Problem: Only one stretch of the data below is wanted: the lines from the one with "let glyph_px = GLYPH.saturating_mul(glyph_scale(font_size));" through the one with "let (w, h) = (i64::from(canvas.0), i64::from(canvas.1));", repeated exactly.

Material provided:
--- START ---

//! Telemetry sinks for per-cycle visualisation values.
//!
//! | Sink | Use |
//! |---|---|
//! | [`NullSink`] | discard everything |
//! | [`MemorySink`] | keep the latest value per key; tests and inspection |
//! | [`JsonLinesSink`] | one JSON object per record, for log viewers |

use std::collections::HashMap;
use std::io::Write;

use chrono::{DateTime, Utc};
use fieldbot_types::TelemetryValue;
use serde::Serialize;
use tracing::warn;

/// Key/value recording interface.
pub trait TelemetrySink {
    fn record(&mut self, key: &str, value: TelemetryValue);
}

pub struct NullSink;

impl TelemetrySink for NullSink {
    fn record(&mut self, _key: &str, _value: TelemetryValue) {}
}

#[derive(Debug, Default)]
pub struct MemorySink {
    latest: HashMap<String, TelemetryValue>,
    writes: usize,
}

impl MemorySink {
    pub fn new() -> Self {
        Self::default()
    }

    pub fn latest(&self, key: &str) -> Option<&TelemetryValue> {
        self.latest.get(key)
    }

    /// Total records received, across all keys.
    pub fn write_count(&self) -> usize {
        self.writes
    }
}

impl TelemetrySink for MemorySink {
    fn record(&mut self, key: &str, value: TelemetryValue) {
        self.writes += 1;
        self.latest.insert(key.to_string(), value);
    }
}

#[derive(Serialize)]
struct Record<'a> {
    timestamp: DateTime<Utc>,
    key: &'a str,
    #[serde(flatten)]
    value: &'a TelemetryValue,
}

/// Writes `{"timestamp":…,"key":…,"type":…,"value":…}` lines.
///
/// Write failures are logged once and the sink goes quiet; telemetry never
/// stops the control cycle.
pub struct JsonLinesSink<W: Write> {
    out: W,
    failed: bool,
}

impl<W: Write> JsonLinesSink<W> {
    pub fn new(out: W) -> Self {
        Self { out, failed: false }
    }

    pub fn into_inner(self) -> W {
        self.out
    }
}

impl<W: Write> TelemetrySink for JsonLinesSink<W> {
    fn record(&mut self, key: &str, value: TelemetryValue) {
        if self.failed {
            return;
        }
        let record = Record {
            timestamp: Utc::now(),
            key,
            value: &value,
        };
        let result = serde_json::to_writer(&mut self.out, &record)
            .map_err(std::io::Error::from)
            .and_then(|()| self.out.write_all(b"\n"));
        if let Err(e) = result {
            warn!(key, error = %e, "telemetry write failed; further records dropped");
            self.failed = true;
        }
    }
}
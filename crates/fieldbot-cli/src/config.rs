//! Run configuration – reads `fieldbot.toml`.

use std::fs;
use std::path::{Path, PathBuf};
use std::time::Duration;

use fieldbot_hal::PortMap;
use fieldbot_runtime::{BindingConfig, RobotConfig};
use fieldbot_types::{ConfigError, OperatingMode};
use serde::{Deserialize, Serialize};
use tracing::warn;

pub const DEFAULT_CONFIG_FILE: &str = "fieldbot.toml";

/// Length of each scripted match phase, seconds.
#[derive(Debug, Clone, PartialEq, Serialize, Deserialize)]
#[serde(default)]
pub struct MatchPhases {
    pub disabled_s: f64,
    pub autonomous_s: f64,
    pub teleop_s: f64,
}

impl Default for MatchPhases {
    fn default() -> Self {
        Self {
            disabled_s: 1.0,
            autonomous_s: 15.0,
            teleop_s: 135.0,
        }
    }
}

#[derive(Debug, Clone, PartialEq, Serialize, Deserialize)]
pub struct Config {
    #[serde(default = "default_mode")]
    pub mode: OperatingMode,

    #[serde(default = "default_loop_period_ms")]
    pub loop_period_ms: u64,

    #[serde(default)]
    pub bindings: BindingConfig,

    #[serde(default)]
    pub ports: PortMap,

    #[serde(default, rename = "match")]
    pub phases: MatchPhases,

    /// Routine selected in the chooser at startup.
    #[serde(default, skip_serializing_if = "Option::is_none")]
    pub autonomous: Option<String>,

    /// Scripted input timeline; without one no device is connected.
    #[serde(default, skip_serializing_if = "Option::is_none")]
    pub input_script: Option<PathBuf>,

    /// JSON-lines telemetry output file.
    #[serde(default, skip_serializing_if = "Option::is_none")]
    pub telemetry_out: Option<PathBuf>,
}

fn default_mode() -> OperatingMode {
    OperatingMode::Simulation
}
fn default_loop_period_ms() -> u64 {
    20
}

impl Default for Config {
    fn default() -> Self {
        Self {
            mode: default_mode(),
            loop_period_ms: default_loop_period_ms(),
            bindings: BindingConfig::default(),
            ports: PortMap::default(),
            phases: MatchPhases::default(),
            autonomous: None,
            input_script: None,
            telemetry_out: None,
        }
    }
}

impl Config {
    pub fn loop_period(&self) -> Duration {
        Duration::from_millis(self.loop_period_ms)
    }

    pub fn robot_config(&self) -> RobotConfig {
        RobotConfig {
            bindings: self.bindings.clone(),
            loop_period: self.loop_period(),
            autonomous: self.autonomous.clone(),
        }
    }
}

/// Load `path`, or defaults when the file does not exist, then apply the
/// environment overrides and validate.
pub fn load_from(path: &Path) -> Result<Config, ConfigError> {
    let mut cfg = read_file(path)?;
    apply_env_overrides(&mut cfg)?;
    validate(&cfg)?;
    Ok(cfg)
}

fn read_file(path: &Path) -> Result<Config, ConfigError> {
    if !path.exists() {
        return Ok(Config::default());
    }
    let raw = fs::read_to_string(path).map_err(|e| ConfigError::Io {
        path: path.display().to_string(),
        details: e.to_string(),
    })?;
    toml::from_str(&raw).map_err(|e| ConfigError::Parse {
        path: path.display().to_string(),
        details: e.to_string(),
    })
}

fn validate(cfg: &Config) -> Result<(), ConfigError> {
    if cfg.loop_period_ms == 0 {
        return Err(ConfigError::Invalid("loop_period_ms must be positive".into()));
    }
    Ok(())
}

/// Apply `FIELDBOT_*` environment variable overrides to `cfg`.
///
/// | Variable | Config field |
/// |---|---|
/// | `FIELDBOT_MODE` | `mode` |
/// | `FIELDBOT_AUTO` | `autonomous` |
/// | `FIELDBOT_LOOP_PERIOD_MS` | `loop_period_ms` |
/// | `FIELDBOT_FLYWHEEL_RPM` | `bindings.flywheel_speed_default_rpm` |
///
/// Unparseable numbers are ignored; an unknown mode is an error.
pub fn apply_env_overrides(cfg: &mut Config) -> Result<(), ConfigError> {
    if let Ok(v) = std::env::var("FIELDBOT_MODE") {
        cfg.mode = v.parse()?;
    }
    if let Ok(v) = std::env::var("FIELDBOT_AUTO") {
        cfg.autonomous = Some(v);
    }
    if let Ok(v) = std::env::var("FIELDBOT_LOOP_PERIOD_MS") {
        match v.parse::<u64>() {
            Ok(ms) => cfg.loop_period_ms = ms,
            Err(_) => warn!(value = %v, "ignoring invalid FIELDBOT_LOOP_PERIOD_MS"),
        }
    }
    if let Ok(v) = std::env::var("FIELDBOT_FLYWHEEL_RPM") {
        match v.parse::<f64>() {
            Ok(rpm) if rpm.is_finite() => cfg.bindings.flywheel_speed_default_rpm = rpm,
            _ => warn!(value = %v, "ignoring invalid FIELDBOT_FLYWHEEL_RPM"),
        }
    }
    Ok(())
}

#[cfg(test)]
mod tests {
    use super::*;

    fn write(dir: &tempfile::TempDir, body: &str) -> PathBuf {
        let path = dir.path().join(DEFAULT_CONFIG_FILE);
        fs::write(&path, body).expect("write config");
        path
    }

    #[test]
    fn missing_file_yields_defaults() {
        let dir = tempfile::tempdir().expect("tmp dir");
        let cfg = read_file(&dir.path().join("absent.toml")).expect("load");
        assert_eq!(cfg.loop_period_ms, 20);
        assert_eq!(cfg.bindings, BindingConfig::default());
        assert_eq!(cfg.ports, PortMap::default());
    }

    #[test]
    fn sections_are_parsed_with_defaults_for_the_rest() {
        let dir = tempfile::tempdir().expect("tmp dir");
        let path = write(
            &dir,
            r#"
mode = "replay"
autonomous = "Run Flywheel"

[bindings]
trigger_threshold = 0.7

[ports]
gyro = 30

[match]
teleop_s = 10.0
"#,
        );
        let cfg = read_file(&path).expect("load");
        assert_eq!(cfg.mode, OperatingMode::Replay);
        assert_eq!(cfg.autonomous.as_deref(), Some("Run Flywheel"));
        assert_eq!(cfg.bindings.trigger_threshold, 0.7);
        assert_eq!(cfg.bindings.flywheel_fixed_rpm, 3000.0);
        assert_eq!(cfg.ports.gyro, Some(30));
        assert_eq!(cfg.ports.modules.len(), 4);
        assert_eq!(cfg.phases.teleop_s, 10.0);
        assert_eq!(cfg.phases.autonomous_s, 15.0);
    }

    #[test]
    fn unknown_mode_in_file_is_a_parse_error() {
        let dir = tempfile::tempdir().expect("tmp dir");
        let path = write(&dir, r#"mode = "hovercraft""#);
        assert!(matches!(read_file(&path), Err(ConfigError::Parse { .. })));
    }

    #[test]
    fn zero_loop_period_is_rejected() {
        let dir = tempfile::tempdir().expect("tmp dir");
        let path = write(&dir, "loop_period_ms = 0");
        let cfg = read_file(&path).expect("load");
        assert!(matches!(validate(&cfg), Err(ConfigError::Invalid(_))));
    }

    // apply_env_overrides reads every FIELDBOT_* variable, so the env
    // cases run in one test.
    #[test]
    fn env_overrides() {
        // SAFETY: this is the only test that touches FIELDBOT_* variables.
        unsafe {
            std::env::set_var("FIELDBOT_MODE", "real");
            std::env::set_var("FIELDBOT_AUTO", "Shoot Preload");
            std::env::set_var("FIELDBOT_LOOP_PERIOD_MS", "10");
            std::env::set_var("FIELDBOT_FLYWHEEL_RPM", "2200");
        }
        let mut cfg = Config::default();
        apply_env_overrides(&mut cfg).expect("override");
        assert_eq!(cfg.mode, OperatingMode::Real);
        assert_eq!(cfg.loop_period(), Duration::from_millis(10));
        assert_eq!(cfg.robot_config().autonomous.as_deref(), Some("Shoot Preload"));
        assert_eq!(cfg.bindings.flywheel_speed_default_rpm, 2200.0);

        unsafe {
            std::env::set_var("FIELDBOT_LOOP_PERIOD_MS", "soon");
            std::env::set_var("FIELDBOT_FLYWHEEL_RPM", "fast");
        }
        let mut cfg = Config::default();
        apply_env_overrides(&mut cfg).expect("override");
        assert_eq!(cfg.loop_period_ms, 20);
        assert_eq!(cfg.bindings.flywheel_speed_default_rpm, 1500.0);

        unsafe { std::env::set_var("FIELDBOT_MODE", "warp") };
        let err = apply_env_overrides(&mut Config::default()).unwrap_err();
        assert_eq!(err, ConfigError::UnknownMode("warp".into()));

        unsafe {
            for var in ["FIELDBOT_MODE", "FIELDBOT_AUTO", "FIELDBOT_LOOP_PERIOD_MS", "FIELDBOT_FLYWHEEL_RPM"] {
                std::env::remove_var(var);
            }
        }
    }
}
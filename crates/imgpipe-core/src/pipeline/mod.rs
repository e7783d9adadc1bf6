//! Image transform pipeline components.
//!
//! - **discovery**: Expand input paths into source candidates
//! - **ingest**: Type gate, size limits, and decode
//! - **preview**: Revocable preview handles
//! - **raster**: Owned RGBA buffer and encoding
//! - **stages**: The transform steps
//! - **recipe**: Step lists from TOML or the command line
//! - **runner**: Orchestrates a batch run
//! - **export**: Single files and zip archives

pub mod discovery;
pub mod export;
pub mod format;
pub mod ingest;
pub mod preview;
pub mod raster;
pub mod recipe;
pub mod runner;
pub mod stages;

// Re-exports for convenient access
pub use discovery::{DiscoveredFile, Gathered, InputDiscovery};
pub use export::{archive_name, prefixed_name, ExportBlob, ExportEntry, ExportSink};
pub use format::OutputFormat;
pub use ingest::{select, Ingested, Selection, SourceCandidate, SourceImage, SourceIngestor};
pub use preview::{PreviewHandle, PreviewRegistry};
pub use raster::RasterBuffer;
pub use recipe::{parse_step, Recipe};
pub use runner::{ItemStatus, PipelineItem, PipelineRunner, ProgressEvent, RunControl, RunResult};
pub use stages::{operation_label, StageContext, TransformSpec, TransformStage, WorkingImage};
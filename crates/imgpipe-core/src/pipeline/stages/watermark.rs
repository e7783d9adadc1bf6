//! Text watermark drawn with an 8x8 bitmap font.

use font8x8::{UnicodeFonts, BASIC_FONTS, LATIN_FONTS};
use serde::{Deserialize, Serialize};

use super::{check_range, StageContext, TransformStage, WorkingImage};
use crate::error::{PipelineError, PipelineResult};
use crate::pipeline::raster::{parse_hex_color, RasterBuffer};

const STAGE: &str = "watermark";
const GLYPH: u32 = 8;

/// Where the text block sits.
#[derive(Debug, Clone, Copy, Default, PartialEq, Eq, Serialize, Deserialize)]
#[serde(rename_all = "kebab-case")]
pub enum Anchor {
    TopLeft,
    TopRight,
    BottomLeft,
    #[default]
    BottomRight,
    Center,
}

#[derive(Debug, Clone, PartialEq, Serialize, Deserialize)]
pub struct WatermarkSpec {
    pub text: String,
    #[serde(default)]
    pub position: Anchor,
    #[serde(default = "default_opacity")]
    pub opacity: f32,
    /// Text height in pixels; `[watermark] font_size` when unset
    #[serde(default, skip_serializing_if = "Option::is_none")]
    pub font_size: Option<u32>,
    /// `#rrggbb` or `#rrggbbaa`; `[watermark] color` when unset
    #[serde(default, skip_serializing_if = "Option::is_none")]
    pub color: Option<String>,
    #[serde(default, skip_serializing_if = "Option::is_none")]
    pub padding: Option<u32>,
}

fn default_opacity() -> f32 {
    0.5
}

impl WatermarkSpec {
    pub fn new(text: impl Into<String>, position: Anchor) -> Self {
        Self {
            text: text.into(),
            position,
            opacity: default_opacity(),
            font_size: None,
            color: None,
            padding: None,
        }
    }
}

/// Integer glyph scale for a requested text height.
fn glyph_scale(font_size: u32) -> u32 {
    ((f64::from(font_size) / f64::from(GLYPH)).round() as u32).max(1)
}

/// Width and height of `text` rendered at `font_size`.
pub fn measure_text(text: &str, font_size: u32) -> (u32, u32) {
    let glyph_px = GLYPH.saturating_mul(glyph_scale(font_size));
    let chars = u32::try_from(text.chars().count()).unwrap_or(u32::MAX);
    (chars.saturating_mul(glyph_px), glyph_px)
}

/// Left edge and baseline of a `text` block of `text_size` inside `canvas`.
pub fn anchor_origin(
    anchor: Anchor,
    canvas: (u32, u32),
    text_size: (u32, u32),
    padding: u32,
) -> (i64, i64) {
    let (w, h) = (i64::from(canvas.0), i64::from(canvas.1));
    let (tw, th) = (i64::from(text_size.0), i64::from(text_size.1));
    let p = i64::from(padding);
    match anchor {
        Anchor::TopLeft => (p, p + th),
        Anchor::TopRight => (w - tw - p, p + th),
        Anchor::BottomLeft => (p, h - p),
        Anchor::BottomRight => (w - tw - p, h - p),
        Anchor::Center => ((w - tw) / 2, (h + th) / 2),
    }
}

fn glyph_for(c: char) -> [u8; 8] {
    BASIC_FONTS
        .get(c)
        .or_else(|| LATIN_FONTS.get(c))
        .or_else(|| BASIC_FONTS.get('?'))
        .unwrap_or([0; 8])
}

fn draw_text(
    buffer: &mut RasterBuffer,
    text: &str,
    origin: (i64, i64),
    scale: u32,
    color: [u8; 4],
) {
    let (width, height) = buffer.dimensions();
    let (width, height) = (i64::from(width), i64::from(height));
    let scale = i64::from(scale);
    let glyph_px = i64::from(GLYPH) * scale;
    let top = origin.1 - glyph_px;

    for (i, c) in text.chars().enumerate() {
        let left = origin.0 + i as i64 * glyph_px;
        if left >= width {
            break;
        }
        if left + glyph_px <= 0 {
            continue;
        }
        for (row, bits) in glyph_for(c).iter().enumerate() {
            for col in 0..GLYPH {
                if (bits >> col) & 1 == 0 {
                    continue;
                }
                // Only the part of each scaled dot that lands on the canvas
                let x0 = left + i64::from(col) * scale;
                let y0 = top + row as i64 * scale;
                for y in y0.max(0)..(y0 + scale).min(height) {
                    for x in x0.max(0)..(x0 + scale).min(width) {
                        buffer.blend_pixel(x, y, color);
                    }
                }
            }
        }
    }
}

impl TransformStage for WatermarkSpec {
    fn name(&self) -> &'static str {
        STAGE
    }

    fn validate(&self, ctx: &StageContext) -> PipelineResult<()> {
        if self.text.trim().is_empty() {
            return Err(PipelineError::invalid(STAGE, "text must not be empty"));
        }
        check_range(STAGE, "opacity", f64::from(self.opacity), 0.0, 1.0)?;
        let font_size = self.font_size.unwrap_or(ctx.watermark_font_size);
        if font_size == 0 {
            return Err(PipelineError::invalid(STAGE, "font_size must be > 0"));
        }
        if font_size > ctx.max_dimension {
            return Err(PipelineError::invalid(
                STAGE,
                format!(
                    "font_size {font_size} exceeds the {} pixel limit",
                    ctx.max_dimension
                ),
            ));
        }
        if let Some(color) = &self.color {
            if parse_hex_color(color).is_none() {
                return Err(PipelineError::invalid(
                    STAGE,
                    format!("color {color:?} is not #rrggbb or #rrggbbaa"),
                ));
            }
        }
        Ok(())
    }

    fn apply(&self, mut image: WorkingImage, ctx: &StageContext) -> PipelineResult<WorkingImage> {
        let font_size = self.font_size.unwrap_or(ctx.watermark_font_size);
        let padding = self.padding.unwrap_or(ctx.watermark_padding);
        let mut color = self
            .color
            .as_deref()
            .and_then(parse_hex_color)
            .unwrap_or(ctx.watermark_color);
        color[3] = (f32::from(color[3]) * self.opacity).round() as u8;

        let text_size = measure_text(&self.text, font_size);
        let origin = anchor_origin(self.position, image.buffer.dimensions(), text_size, padding);
        tracing::trace!(
            "Watermark {:?} at ({}, {}) size {}x{}",
            self.text,
            origin.0,
            origin.1,
            text_size.0,
            text_size.1
        );
        draw_text(
            &mut image.buffer,
            &self.text,
            origin,
            glyph_scale(font_size),
            color,
        );
        Ok(image)
    }
}

#[cfg(test)]
mod tests {
    use super::super::test_support::*;
    use super::*;

    #[test]
    fn measures_scaled_glyphs() {
        assert_eq!(measure_text("abc", 8), (24, 8));
        assert_eq!(measure_text("abc", 32), (96, 32));
        assert_eq!(measure_text("", 32), (0, 32));
        // Tiny sizes still draw at scale 1
        assert_eq!(measure_text("a", 2), (8, 8));
    }

    #[test]
    fn bottom_right_origin() {
        let (tw, th) = measure_text("(c) imgpipe", 32);
        assert_eq!(
            anchor_origin(Anchor::BottomRight, (800, 600), (tw, th), 20),
            (800 - i64::from(tw) - 20, 580)
        );
    }

    #[test]
    fn other_anchors() {
        let size = (100, 20);
        assert_eq!(anchor_origin(Anchor::TopLeft, (800, 600), size, 20), (20, 40));
        assert_eq!(anchor_origin(Anchor::TopRight, (800, 600), size, 20), (680, 40));
        assert_eq!(anchor_origin(Anchor::BottomLeft, (800, 600), size, 20), (20, 580));
        assert_eq!(anchor_origin(Anchor::Center, (800, 600), size, 20), (350, 310));
    }

    #[test]
    fn draws_only_inside_text_block() {
        let canvas = RasterBuffer::filled(200, 100, [0, 0, 0, 255]).unwrap();
        let mut spec = WatermarkSpec::new("HI", Anchor::TopLeft);
        spec.opacity = 1.0;
        spec.font_size = Some(16);
        spec.padding = Some(10);
        spec.color = Some("#ff0000".to_string());

        let out = spec
            .apply(working(canvas), &StageContext::default())
            .unwrap()
            .buffer;

        let mut touched = 0;
        for y in 0..100 {
            for x in 0..200 {
                let p = out.pixel(x, y);
                if p != [0, 0, 0, 255] {
                    touched += 1;
                    assert!((10..42).contains(&x) && (10..26).contains(&y), "({x}, {y})");
                    assert_eq!(p, [255, 0, 0, 255]);
                }
            }
        }
        assert!(touched > 0);
    }

    #[test]
    fn opacity_blends_with_background() {
        let canvas = RasterBuffer::filled(64, 32, [0, 0, 0, 255]).unwrap();
        let mut spec = WatermarkSpec::new("#", Anchor::Center);
        spec.opacity = 0.5;
        spec.color = Some("#ffffff".to_string());
        spec.font_size = Some(8);

        let out = spec
            .apply(working(canvas), &StageContext::default())
            .unwrap()
            .buffer;
        let blended = out.pixels().chunks_exact(4).find(|p| p[0] != 0).unwrap();
        assert!((126..=129).contains(&blended[0]), "{blended:?}");
        assert_eq!(blended[3], 255);
    }

    #[test]
    fn validation() {
        let ctx = StageContext::default();
        assert!(WatermarkSpec::new("  ", Anchor::Center).validate(&ctx).is_err());

        let mut spec = WatermarkSpec::new("x", Anchor::Center);
        spec.opacity = 1.5;
        assert!(spec.validate(&ctx).is_err());

        let mut spec = WatermarkSpec::new("x", Anchor::Center);
        spec.color = Some("red".to_string());
        assert!(spec.validate(&ctx).is_err());
    }

    #[test]
    fn text_off_canvas_is_clipped() {
        let canvas = RasterBuffer::filled(10, 10, [0, 0, 0, 255]).unwrap();
        let spec = WatermarkSpec::new("a long watermark", Anchor::BottomRight);
        let out = spec.apply(working(canvas), &StageContext::default()).unwrap();
        assert_eq!(out.buffer.dimensions(), (10, 10));
    }

    #[test]
    fn huge_font_size_is_rejected() {
        let ctx = StageContext::default();
        let mut spec = WatermarkSpec::new("abc", Anchor::Center);
        spec.font_size = Some(2_000_000_000);
        assert!(matches!(
            spec.validate(&ctx),
            Err(PipelineError::InvalidParameter { .. })
        ));

        spec.font_size = Some(ctx.max_dimension);
        assert!(spec.validate(&ctx).is_ok());
    }

    #[test]
    fn measure_text_saturates() {
        assert_eq!(measure_text("abc", u32::MAX), (u32::MAX, u32::MAX));
    }

    #[test]
    fn large_glyphs_only_touch_the_canvas() {
        let ctx = StageContext::default();
        let canvas = RasterBuffer::filled(40, 30, [0, 0, 0, 255]).unwrap();
        let mut spec = WatermarkSpec::new("#", Anchor::TopLeft);
        spec.opacity = 1.0;
        spec.padding = Some(0);
        spec.font_size = Some(ctx.max_dimension);

        let out = spec.apply(working(canvas), &ctx).unwrap();
        assert_eq!(out.buffer.dimensions(), (40, 30));
    }
}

--- END ---

Completed task:
    let glyph_px = GLYPH.saturating_mul(glyph_scale(font_size));
    let chars = u32::try_from(text.chars().count()).unwrap_or(u32::MAX);
    (chars.saturating_mul(glyph_px), glyph_px)
}

/// Left edge and baseline of a `text` block of `text_size` inside `canvas`.
pub fn anchor_origin(
    anchor: Anchor,
    canvas: (u32, u32),
    text_size: (u32, u32),
    padding: u32,
) -> (i64, i64) {
    let (w, h) = (i64::from(canvas.0), i64::from(canvas.1));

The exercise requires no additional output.